• The problem: Select and copy out every line in the records containing "matches".

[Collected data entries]
use async_trait::async_trait;
use chrono::{Duration, Utc};
use jsonwebtoken::{decode, encode, DecodingKey, EncodingKey, Header, Validation};
use serde::{Deserialize, Serialize};

#[derive(Debug, Serialize, Deserialize)]
pub struct Claims {
    pub user_id: i32,
    pub exp: i64,
    pub iat: i64,
}

impl Claims {
    pub fn new(user_id: i32, expiry_hours: u64) -> Result<Self, JwtError> {
        let now = Utc::now();
        let exp = i64::try_from(expiry_hours)
            .ok()
            .and_then(Duration::try_hours)
            .and_then(|lifetime| now.checked_add_signed(lifetime))
            .ok_or(JwtError::InvalidExpiry(expiry_hours))?;

        Ok(Self {
            user_id,
            exp: exp.timestamp(),
            iat: now.timestamp(),
        })
    }
}

/// Authenticated caller identity resolved from a bearer token
#[derive(Clone, Debug, PartialEq, Eq)]
pub struct AuthUser {
    pub id: i32,
}

impl From<Claims> for AuthUser {
    fn from(claims: Claims) -> Self {
        Self { id: claims.user_id }
    }
}

#[derive(Debug)]
pub enum JwtError {
    TokenGeneration(String),
    InvalidToken(String),
    InvalidSecret,
    InvalidExpiry(u64),
}

impl std::fmt::Display for JwtError {
    fn fmt(&self, f: &mut std::fmt::Formatter<'_>) -> std::fmt::Result {
        match self {
            JwtError::TokenGeneration(msg) => write!(f, "JWT generation error: {}", msg),
            JwtError::InvalidToken(msg) => write!(f, "Invalid JWT token: {}", msg),
            JwtError::InvalidSecret => write!(f, "JWT secret not configured"),
            JwtError::InvalidExpiry(hours) => write!(f, "Invalid token expiry: {} hours", hours),
        }
    }
}

impl std::error::Error for JwtError {}

pub fn generate_jwt(claims: &Claims, secret: &str) -> Result<String, JwtError> {
    if secret.is_empty() {
        return Err(JwtError::InvalidSecret);
    }

    let encoding_key = EncodingKey::from_secret(secret.as_bytes());
    let header = Header::default();

    encode(&header, claims, &encoding_key).map_err(|e| JwtError::TokenGeneration(e.to_string()))
}

pub fn validate_jwt(token: &str, secret: &str) -> Result<Claims, JwtError> {
    if secret.is_empty() {
        return Err(JwtError::InvalidSecret);
    }

    let decoding_key = DecodingKey::from_secret(secret.as_bytes());
    let validation = Validation::default();

    let token_data =
        decode::<Claims>(token, &decoding_key, &validation).map_err(|e| JwtError::InvalidToken(e.to_string()))?;

    Ok(token_data.claims)
}

/// Resolves an opaque request credential to the calling user.
#[async_trait]
pub trait IdentityProvider: Send + Sync {
    async fn resolve(&self, credential: &str) -> Result<AuthUser, JwtError>;
}

/// HS256 bearer tokens carrying the user id in `user_id`.
pub struct JwtIdentity {
    secret: String,
}

impl JwtIdentity {
    pub fn new(secret: impl Into<String>) -> Self {
        Self { secret: secret.into() }
    }
}

#[async_trait]
impl IdentityProvider for JwtIdentity {
    async fn resolve(&self, credential: &str) -> Result<AuthUser, JwtError> {
        validate_jwt(credential, &self.secret).map(AuthUser::from)
    }
}

#[cfg(test)]
mod tests {
    use super::*;

    const SECRET: &str = "test-secret";

    #[tokio::test]
    async fn token_round_trip_resolves_user() {
        let token = generate_jwt(&Claims::new(42, 1).unwrap(), SECRET).unwrap();
        let user = JwtIdentity::new(SECRET).resolve(&token).await.unwrap();
        assert_eq!(user, AuthUser { id: 42 });
    }

    #[tokio::test]
    async fn wrong_secret_is_rejected() {
        let token = generate_jwt(&Claims::new(42, 1).unwrap(), SECRET).unwrap();
        let err = JwtIdentity::new("other-secret").resolve(&token).await.unwrap_err();
        assert!(matches!(err, JwtError::InvalidToken(_)));
    }

    #[test]
    fn expired_token_is_rejected() {
        let claims = Claims {
            user_id: 1,
            exp: Utc::now().timestamp() - 3600,
            iat: Utc::now().timestamp() - 7200,
        };
        let token = generate_jwt(&claims, SECRET).unwrap();
        assert!(matches!(validate_jwt(&token, SECRET), Err(JwtError::InvalidToken(_))));
    }

    #[test]
    fn oversized_expiry_is_an_error() {
        assert!(matches!(Claims::new(1, u64::MAX), Err(JwtError::InvalidExpiry(u64::MAX))));
        assert!(matches!(Claims::new(1, 1 << 62), Err(JwtError::InvalidExpiry(_))));

        let claims = Claims::new(1, 24).unwrap();
        assert_eq!(claims.exp - claims.iat, 24 * 3600);
    }

    #[test]
    fn empty_secret_never_signs_or_verifies() {
        assert!(matches!(generate_jwt(&Claims::new(1, 1).unwrap(), ""), Err(JwtError::InvalidSecret)));
        assert!(matches!(validate_jwt("a.b.c", ""), Err(JwtError::InvalidSecret)));
    }
}
use std::sync::Arc;

use tracing::{debug, info, warn};

use crate::auth::AuthUser;
use crate::database::manager::DatabaseError;
use crate::database::models::{Post, PostCreate, PostListQuery, PostOut};
use crate::database::repository::PostStore;

#[derive(Debug, thiserror::Error)]
pub enum PostError {
    #[error("post with id number {0} not found")]
    NotFound(i64),
    #[error("Not authorized to perform requested action")]
    Forbidden,
    #[error(transparent)]
    Database(#[from] DatabaseError),
}

/// List, read and ownership-gated mutation of posts.
#[derive(Clone)]
pub struct PostService {
    store: Arc<dyn PostStore>,
    enforce_update_ownership: bool,
}

impl PostService {
    pub fn new(store: Arc<dyn PostStore>) -> Self {
        Self {
            store,
            enforce_update_ownership: false,
        }
    }

    /// Make update refuse non-owners the same way delete does.
    pub fn with_update_ownership(mut self, enforce: bool) -> Self {
        self.enforce_update_ownership = enforce;
        self
    }

    pub async fn list(&self, query: &PostListQuery) -> Result<Vec<PostOut>, PostError> {
        debug!(limit = query.limit, skip = query.skip, search = %query.search, "listing posts");
        Ok(self.store.list(query).await?)
    }

    pub async fn get_one(&self, id: i64) -> Result<PostOut, PostError> {
        self.store
            .find_with_votes(Self::row_id(id)?)
            .await?
            .ok_or(PostError::NotFound(id))
    }

    pub async fn create(&self, payload: &PostCreate, user: &AuthUser) -> Result<Post, PostError> {
        let post = self.store.insert(user.id, payload).await?;
        info!(post_id = post.id, owner_id = user.id, "post created");
        Ok(post)
    }

    /// Existence is checked before ownership, so a missing id is NotFound for
    /// every caller.
    pub async fn delete(&self, id: i64, user: &AuthUser) -> Result<(), PostError> {
        let post = self
            .store
            .find(Self::row_id(id)?)
            .await?
            .ok_or(PostError::NotFound(id))?;
        Self::check_owner(&post, user)?;

        if !self.store.delete(post.id).await? {
            // Removed by a concurrent request between lookup and delete
            return Err(PostError::NotFound(id));
        }
        info!(post_id = id, owner_id = user.id, "post deleted");
        Ok(())
    }

    pub async fn update(&self, id: i64, payload: &PostCreate, user: &AuthUser) -> Result<Post, PostError> {
        let post = self
            .store
            .find(Self::row_id(id)?)
            .await?
            .ok_or(PostError::NotFound(id))?;
        if self.enforce_update_ownership {
            Self::check_owner(&post, user)?;
        } else if post.owner_id != user.id {
            warn!(post_id = id, owner_id = post.owner_id, caller_id = user.id, "post updated by non-owner");
        }

        let updated = self
            .store
            .update(post.id, payload)
            .await?
            .ok_or(PostError::NotFound(id))?;
        info!(post_id = id, caller_id = user.id, "post updated");
        Ok(updated)
    }

    pub async fn ping(&self) -> Result<(), PostError> {
        Ok(self.store.ping().await?)
    }

    /// Ids arrive as i64 from the path; anything past the int4 column range
    /// cannot name a row.
    fn row_id(id: i64) -> Result<i32, PostError> {
        i32::try_from(id).map_err(|_| PostError::NotFound(id))
    }

    fn check_owner(post: &Post, user: &AuthUser) -> Result<(), PostError> {
        if post.owner_id != user.id {
            warn!(post_id = post.id, owner_id = post.owner_id, caller_id = user.id, "ownership check failed");
            return Err(PostError::Forbidden);
        }
        Ok(())
    }
}
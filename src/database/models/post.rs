use chrono::{DateTime, Utc};
use serde::{Deserialize, Serialize};
use sqlx::FromRow;

#[derive(Debug, Clone, PartialEq, Serialize, Deserialize, FromRow)]
pub struct Post {
    pub id: i32,
    pub title: String,
    pub content: String,
    pub published: bool,
    pub owner_id: i32,
    pub created_at: DateTime<Utc>,
}

/// A post paired with the number of votes cast for it.
#[derive(Debug, Clone, PartialEq, Serialize, Deserialize, FromRow)]
pub struct PostOut {
    #[serde(rename = "Post")]
    #[sqlx(flatten)]
    pub post: Post,
    pub votes: i64,
}

/// Request body for both creating and replacing a post.
#[derive(Debug, Clone, PartialEq, Serialize, Deserialize)]
pub struct PostCreate {
    pub title: String,
    pub content: String,
    #[serde(default = "default_published")]
    pub published: bool,
}

fn default_published() -> bool {
    true
}

/// Pagination and title search for listing posts.
#[derive(Debug, Clone, PartialEq, Eq, Serialize, Deserialize)]
pub struct PostListQuery {
    #[serde(default = "default_limit")]
    pub limit: u32,
    #[serde(default)]
    pub skip: u32,
    #[serde(default)]
    pub search: String,
}

impl Default for PostListQuery {
    fn default() -> Self {
        Self {
            limit: default_limit(),
            skip: 0,
            search: String::new(),
        }
    }
}

fn default_limit() -> u32 {
    10
}

#[cfg(test)]
mod tests {
    use super::*;
    use serde_json::json;

    #[test]
    fn published_defaults_to_true() {
        let payload: PostCreate = serde_json::from_value(json!({"title": "A", "content": "x"})).unwrap();
        assert!(payload.published);

        let payload: PostCreate =
            serde_json::from_value(json!({"title": "A", "content": "x", "published": false})).unwrap();
        assert!(!payload.published);
    }

    #[test]
    fn list_query_defaults() {
        let query: PostListQuery = serde_json::from_value(json!({})).unwrap();
        assert_eq!(query, PostListQuery::default());
        assert_eq!(query.limit, 10);
        assert_eq!(query.skip, 0);
        assert_eq!(query.search, "");
    }

    #[test]
    fn missing_content_is_rejected() {
        assert!(serde_json::from_value::<PostCreate>(json!({"title": "A"})).is_err());
    }

    #[test]
    fn post_out_nests_post_under_capitalized_key() {
        let out = PostOut {
            post: Post {
                id: 1,
                title: "A".into(),
                content: "x".into(),
                published: true,
                owner_id: 3,
                created_at: Utc::now(),
            },
            votes: 2,
        };
        let value = serde_json::to_value(&out).unwrap();
        assert_eq!(value["Post"]["title"], "A");
        assert_eq!(value["Post"]["owner_id"], 3);
        assert_eq!(value["votes"], 2);
    }
}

• Reply to the exercise:
        assert!(matches!(err, JwtError::InvalidToken(_)));
        assert!(matches!(validate_jwt(&token, SECRET), Err(JwtError::InvalidToken(_))));
        assert!(matches!(Claims::new(1, u64::MAX), Err(JwtError::InvalidExpiry(u64::MAX))));
        assert!(matches!(Claims::new(1, 1 << 62), Err(JwtError::InvalidExpiry(_))));
        assert!(matches!(generate_jwt(&Claims::new(1, 1).unwrap(), ""), Err(JwtError::InvalidSecret)));
        assert!(matches!(validate_jwt("a.b.c", ""), Err(JwtError::InvalidSecret)));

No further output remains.